あなたと恋の始め方②【シリーズ全完結】
「帰って欲しくはないですけど、でも、折戸さんの将来を考えるとそんなことは言えないです」


「素直な美羽ちゃんらしいね」


 その言葉は優しかった。だからこそ、その優しさに甘えてはいけないとも思う。折戸さんには折戸さんの生活がある。これから、本社営業一課に戻ったら、高見主任の元での充実した生活が待っている。それを妨げてはいけない。


「美羽ちゃんが帰らないでって言ってくれたらいいのにね」


「え?」


 店の前にして入るのを止めてしまった私の足が止まる。馬鹿みたいに折戸さんを見上げる私を折戸さんはニコニコと微笑みながら見つめている。折戸さんの言葉を意味をどう取っていいのだろうか?

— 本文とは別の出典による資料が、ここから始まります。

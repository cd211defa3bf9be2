// camsnap command-line tool: capture one webcam frame and save it as JPEG or BMP
//
// Exit codes: 0 success, 1 capture failure, 2 output failure. Command-line
// usage errors are reported by clap and also exit with 2.

use std::path::{Path, PathBuf};
use std::process::ExitCode;

use anyhow::Context;
use clap::Parser;
use tracing_subscriber::EnvFilter;

use camsnap::output::{self, OutputFormat, DEFAULT_NAME_BUDGET};
use camsnap::{capture, image, pipeline};

#[derive(Parser, Debug)]
#[command(author, version, about = "Capture a single frame from the first webcam", long_about = None)]
struct Args {
    /// JPEG quality, clamped to 0-100
    #[arg(short, long, default_value_t = 85, allow_hyphen_values = true)]
    quality: i64,

    /// Output file; defaults to capture_YYYYMMDD_HHMMSS.<ext>. Written as JPEG
    /// unless the extension is .bmp (or --format says otherwise)
    #[arg(short, long)]
    output: Option<PathBuf>,

    /// Output format when the file name does not carry a known extension
    #[arg(short, long, default_value = "jpg", value_parser = parse_format)]
    format: OutputFormat,

    /// Enable debug logging on stderr
    #[arg(short, long)]
    verbose: bool,
}

fn parse_format(value: &str) -> Result<OutputFormat, String> {
    OutputFormat::from_extension(value)
        .ok_or_else(|| format!("unsupported format '{value}' (expected jpg or bmp)"))
}

/// Failure tagged with the stage it came from.
#[derive(Debug)]
enum Failure {
    Capture(anyhow::Error),
    Output(anyhow::Error),
}

impl Failure {
    fn exit_code(&self) -> u8 {
        match self {
            Self::Capture(_) => 1,
            Self::Output(_) => 2,
        }
    }

    fn error(&self) -> &anyhow::Error {
        match self {
            Self::Capture(err) | Self::Output(err) => err,
        }
    }
}

/// Tears the capture subsystem down when dropped.
struct Subsystem;

impl Subsystem {
    fn start() -> anyhow::Result<Self> {
        capture::initialize().context("failed to initialize the capture subsystem")?;
        Ok(Self)
    }
}

impl Drop for Subsystem {
    fn drop(&mut self) {
        capture::teardown();
    }
}

fn main() -> ExitCode {
    let args = Args::parse();

    let filter = if args.verbose {
        EnvFilter::new("debug")
    } else {
        EnvFilter::try_from_default_env().unwrap_or_else(|_| EnvFilter::new("warn"))
    };
    tracing_subscriber::fmt()
        .with_env_filter(filter)
        .with_target(false)
        .with_writer(std::io::stderr)
        .init();

    match run(&args) {
        Ok(path) => {
            println!("{}", path.display());
            ExitCode::SUCCESS
        }
        Err(failure) => {
            eprintln!("Error: {:#}", failure.error());
            ExitCode::from(failure.exit_code())
        }
    }
}

/// Output path and the format it is written in, settled before the camera is
/// touched.
fn resolve_output(args: &Args) -> Result<(PathBuf, OutputFormat), Failure> {
    match &args.output {
        Some(path) => {
            let format = OutputFormat::from_path(path).unwrap_or_else(|| {
                tracing::debug!(
                    "no known extension on {}, writing {:?}",
                    path.display(),
                    args.format
                );
                args.format
            });
            Ok((path.clone(), format))
        }
        None => {
            let name = output::generate_filename(args.format, DEFAULT_NAME_BUDGET)
                .context("failed to generate an output file name")
                .map_err(Failure::Output)?;
            Ok((name.into(), args.format))
        }
    }
}

fn run(args: &Args) -> Result<PathBuf, Failure> {
    let (path, format) = resolve_output(args)?;
    let quality = args.quality.clamp(0, 100) as u8;
    tracing::debug!("output {} as {format:?} (quality {quality})", path.display());

    let _subsystem = Subsystem::start().map_err(Failure::Capture)?;

    let frame = pipeline::capture()
        .context("failed to capture a frame")
        .map_err(Failure::Capture)?;

    save(&path, &frame, format, quality).map_err(Failure::Output)?;
    pipeline::release_image(frame);
    Ok(path)
}

fn save(
    path: &Path,
    frame: &pipeline::CanonicalImage,
    format: OutputFormat,
    quality: u8,
) -> anyhow::Result<()> {
    image::save_as(path, frame, format, quality)
        .with_context(|| format!("failed to save image to {}", path.display()))
}
// Format negotiation: request a candidate layout, fall back to the device's
// native format, then re-query what is actually in effect.
//
// The request result is never trusted; only the post-request query decides
// the layout that the converter will see.

use crate::capture::{PixelLayout, SampleReader, StreamFormat};

use super::error::CaptureError;
use super::types::{FormatOrigin, NegotiatedFormat};

/// Ask for each candidate layout in turn; the first accepted one wins.
/// Refusal of every candidate is not an error.
fn request_candidates<R: SampleReader>(reader: &mut R) -> FormatOrigin {
    for layout in PixelLayout::CANDIDATES {
        match reader.request_layout(layout) {
            Ok(()) => return FormatOrigin::Requested(layout),
            Err(err) => tracing::debug!("device refused {layout:?}: {err}"),
        }
    }
    tracing::info!("device refused all candidate layouts, using its native format");
    FormatOrigin::Native
}

/// Resolve the stream's actual format into a [`NegotiatedFormat`].
fn resolve(actual: StreamFormat, origin: FormatOrigin) -> Result<NegotiatedFormat, CaptureError> {
    if actual.width == 0 || actual.height == 0 {
        return Err(CaptureError::UnsupportedFormat(format!(
            "invalid frame size {}x{}",
            actual.width, actual.height
        )));
    }

    let layout = actual.subtype.layout().ok_or_else(|| {
        CaptureError::UnsupportedFormat(format!("subtype {:?} is not RGB24/RGB32", actual.subtype))
    })?;

    let row_bytes = (actual.width as usize)
        .checked_mul(layout.bytes_per_pixel())
        .ok_or_else(|| CaptureError::UnsupportedFormat("frame too wide".to_owned()))?;

    // Bottom-up surfaces report a negative stride; only its magnitude matters here
    let source_stride = actual
        .default_stride
        .map(|stride| stride.unsigned_abs() as usize)
        .filter(|&stride| stride >= row_bytes)
        .unwrap_or(row_bytes);

    Ok(NegotiatedFormat {
        layout,
        origin,
        width: actual.width,
        height: actual.height,
        source_stride,
    })
}

/// Negotiate an output format on a freshly created reader.
///
/// Fails with [`CaptureError::UnsupportedFormat`] if the actual format cannot
/// be queried, has a non-positive dimension, or is neither 3 nor 4 bytes per
/// pixel BGR.
pub fn negotiate<R: SampleReader>(reader: &mut R) -> Result<NegotiatedFormat, CaptureError> {
    let origin = request_candidates(reader);
    let actual = reader.current_format().map_err(CaptureError::format)?;
    let format = resolve(actual, origin)?;

    tracing::info!(
        "negotiated {}x{} {:?} ({:?}, stride {})",
        format.width,
        format.height,
        format.layout,
        format.origin,
        format.source_stride
    );
    Ok(format)
}
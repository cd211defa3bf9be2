// JPEG encoding with a caller-selected quality

use std::fs::File;
use std::io::{BufWriter, Write};
use std::path::Path;

use image::codecs::jpeg::JpegEncoder;
use image::{ExtendedColorType, ImageEncoder};

use super::{to_rgb, EncodeError};
use crate::pipeline::CanonicalImage;

/// Largest width or height a baseline JPEG can describe.
const MAX_DIMENSION: u32 = u16::MAX as u32;

/// Clamp a requested quality into the encoder's 1..=100 range.
///
/// Values above 100 become 100; 0 is treated as the lowest quality, 1.
pub fn effective_quality(quality: u8) -> u8 {
    quality.clamp(1, 100)
}

/// Write `image` as a JPEG.
///
/// Rows are emitted in reverse order, so the last canonical row is the top
/// of the decoded picture.
pub fn save_jpeg(path: &Path, image: &CanonicalImage, quality: u8) -> Result<(), EncodeError> {
    if image.width() > MAX_DIMENSION || image.height() > MAX_DIMENSION {
        return Err(EncodeError::InvalidImage);
    }

    let rgb = to_rgb(image, true);
    let quality = effective_quality(quality);

    let file = File::create(path)?;
    let mut writer = BufWriter::new(file);
    JpegEncoder::new_with_quality(&mut writer, quality).write_image(
        &rgb,
        image.width(),
        image.height(),
        ExtendedColorType::Rgb8,
    )?;
    writer.flush()?;

    tracing::debug!(
        "wrote {}x{} JPEG (quality {quality}) to {}",
        image.width(),
        image.height(),
        path.display()
    );
    Ok(())
}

「さ、入ろうか。さっきメールが入って、高見主任はもう来ているはずだから」


 折戸さんは先に私を見せの中に入れてくれてから自分が入ると流暢なフランス語で話しながら店の奥の方に入っていく。私もこの一年で随分フランス語での会話には慣れたけど、ここまでの流暢さは備わっていない。店の人に案内された奥のテーブルには昼に会った時のスーツを着た高見主任が居て、店に入ってきた私たちを見ると穏やかに微笑んだ。